A Castellalto consiglio comunale aperto dedicato alla Repubblica Italiana e al diritto di voto delle donne

Un inno d’Italia cantato ed eseguito dagli alunni dell’Istituto comprensivo “Margherita Hack” di Castellalto mentre l’intera platea della sala polifunzionale di Castelnuovo Vomano ascoltava in silenzio.

Si è aperto così il Consiglio comunale aperto dedicato al tema “Settant’anni della Repubblica Italiana, Settant’anni Donna”, che si è tenuto ieri pomeriggio  in onore dei 70 anni della Repubblica Italiana e dei 70 anni del voto aperto e libero alle donne. Erano presenti sindaci dei Comuni teramani, autorità civili di Regione e Provincia, rappresentanti delle forze armate e dell’ordine, oltre ai tanti cittadini della comunità locale. Nel corso del Consiglio comunale i ragazzi delle scuole primaria e secondaria di primo grado di Castelnuovo Vomano hanno presentato i lavori svolti in classe, sotto la guida dei propri insegnanti, raccontando la storia della Repubblica Italiana e di come le donne abbiano conquistato il proprio diritto al voto attraverso numerose battaglie.

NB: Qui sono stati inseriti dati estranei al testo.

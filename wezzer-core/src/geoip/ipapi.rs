use std::net::IpAddr;

use async_trait::async_trait;
use reqwest::Client;
use serde::Deserialize;

use crate::{
    error::{Result, WezzerError},
    http::join_url,
    model::Coordinate,
};

use super::GeoIpProvider;

/// ip-api.com's free JSON endpoint. No key, HTTP only.
#[derive(Debug, Clone)]
pub struct IpApiProvider {
    base_url: String,
    http: Client,
}

impl IpApiProvider {
    pub fn new(http: Client, base_url: impl Into<String>) -> Self {
        Self {
            base_url: base_url.into(),
            http,
        }
    }
}

#[derive(Debug, Deserialize)]
struct IpApiResponse {
    status: String,
    message: Option<String>,
    lat: Option<f64>,
    lon: Option<f64>,
}

#[async_trait]
impl GeoIpProvider for IpApiProvider {
    async fn locate(&self, ip: IpAddr) -> Result<Coordinate> {
        let fail = |reason: String| WezzerError::GeoIp {
            ip: ip.to_string(),
            reason,
        };

        let res = self
            .http
            .get(join_url(&self.base_url, &format!("json/{ip}")))
            .query(&[("fields", "status,message,lat,lon")])
            .send()
            .await
            .map_err(|e| fail(format!("ip-api unreachable: {e}")))?;

        let status = res.status();
        if !status.is_success() {
            return Err(fail(format!("ip-api returned status {status}")));
        }

        let parsed: IpApiResponse = res
            .json()
            .await
            .map_err(|e| WezzerError::malformed("ip-api", e.to_string()))?;

        if parsed.status != "success" {
            return Err(fail(
                parsed
                    .message
                    .unwrap_or_else(|| "not found in geolocation database".to_string()),
            ));
        }

        match (parsed.lat, parsed.lon) {
            (Some(lat), Some(lon)) => Coordinate::new(lat, lon)
                .ok_or_else(|| fail(format!("coordinate out of range: {lat},{lon}"))),
            _ => Err(WezzerError::malformed("ip-api", "missing lat/lon")),
        }
    }
}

«Avere cura della Repubblica, ciascuno nella funzione che esercita e per ciascuno dei cittadini e per chi li rappresenta, – ha detto il Vicepresidente del Consiglio Superiore della Magistratura, Giovanni Legnini – significa coltivare quotidianamente questi obiettivi, questi valori ed in particolare impegnarsi a superare le difficoltà nelle quali ci dimeniamo attraverso l’affermazione di quel principio di eguaglianza e con la consapevolezza che il ruolo delle donne sarà decisivo. Lo è stato nel passato, lo è stato durante la Resistenza e negli anni della nostra storia repubblicana, lo sarà ancora di più in futuro». Il Vicepresidente ha ricordato quanto fatto nel 1946 dalle 21 donne elette nell’assemblea costituente, tra cui due abruzzesi, Federica Federici e Filomena Delli Castelli, in termini di eguaglianza e parità di diritti nella formulazione delle leggi su cui si fonda la Repubblica Italiana.

«Sono cresciuta con i racconti di mia nonna e della sua amica Memena, come veniva chiamata Filomena Delli Castelli, che si era candidata in un Abruzzo arretrato – ha aggiunto la Consigliera di Parità della Provincia di Teramo, l’Avv. Anna Pompili – Oggi per una donna non è facile candidarsi, essere eletta, immaginate nel ’46. Mia nonna mi raccontava che durante la campagna elettorale tutti attaccavano Filomena Delli Castelli perchè era una donna, ma riuscì ad essere eletta nell’assemblea costituente, successivamente in Parlamento e fu la prima donna sindaco di Montesilvano. Dev’essere un esempio per tutte noi donne, perchè è importante la partecipazione delle donne alla vita politica».

Il Consiglio comunale si è chiuso con la consegna della copia di un documento, recuperato dall’Archivio di Stato, al presidente del Consiglio comunale, Gaetano Pagliaroli, da parte degli alunni dell’istituto comprensivo “Margherita Hack”, presieduto dal dirigente scolastico Adriano Trentacarlini. «L’entusiasmo manifestato dai nostri ragazzi è stato travolgente ed è proprio in questa sensazione che si infiamma la nostra speranza di far politica nell’interesse dei nostri figli – ha commentato  il Sindaco Vincenzo Di Marco – La gioia di condividere per un giorno il consiglio comunale con loro è stata tanta, poiché sono stati i veri protagonisti con i loro interventi puntuali sulla storia della Repubblica Italiana, della condizione della donna e della conquista del diritto di voto, senza menzionare la bellissima esecuzione dell’Inno d’Italia in apertura. Grazie a tutti voi, così come ai sindaci, alle autorità civili e militari intervenute».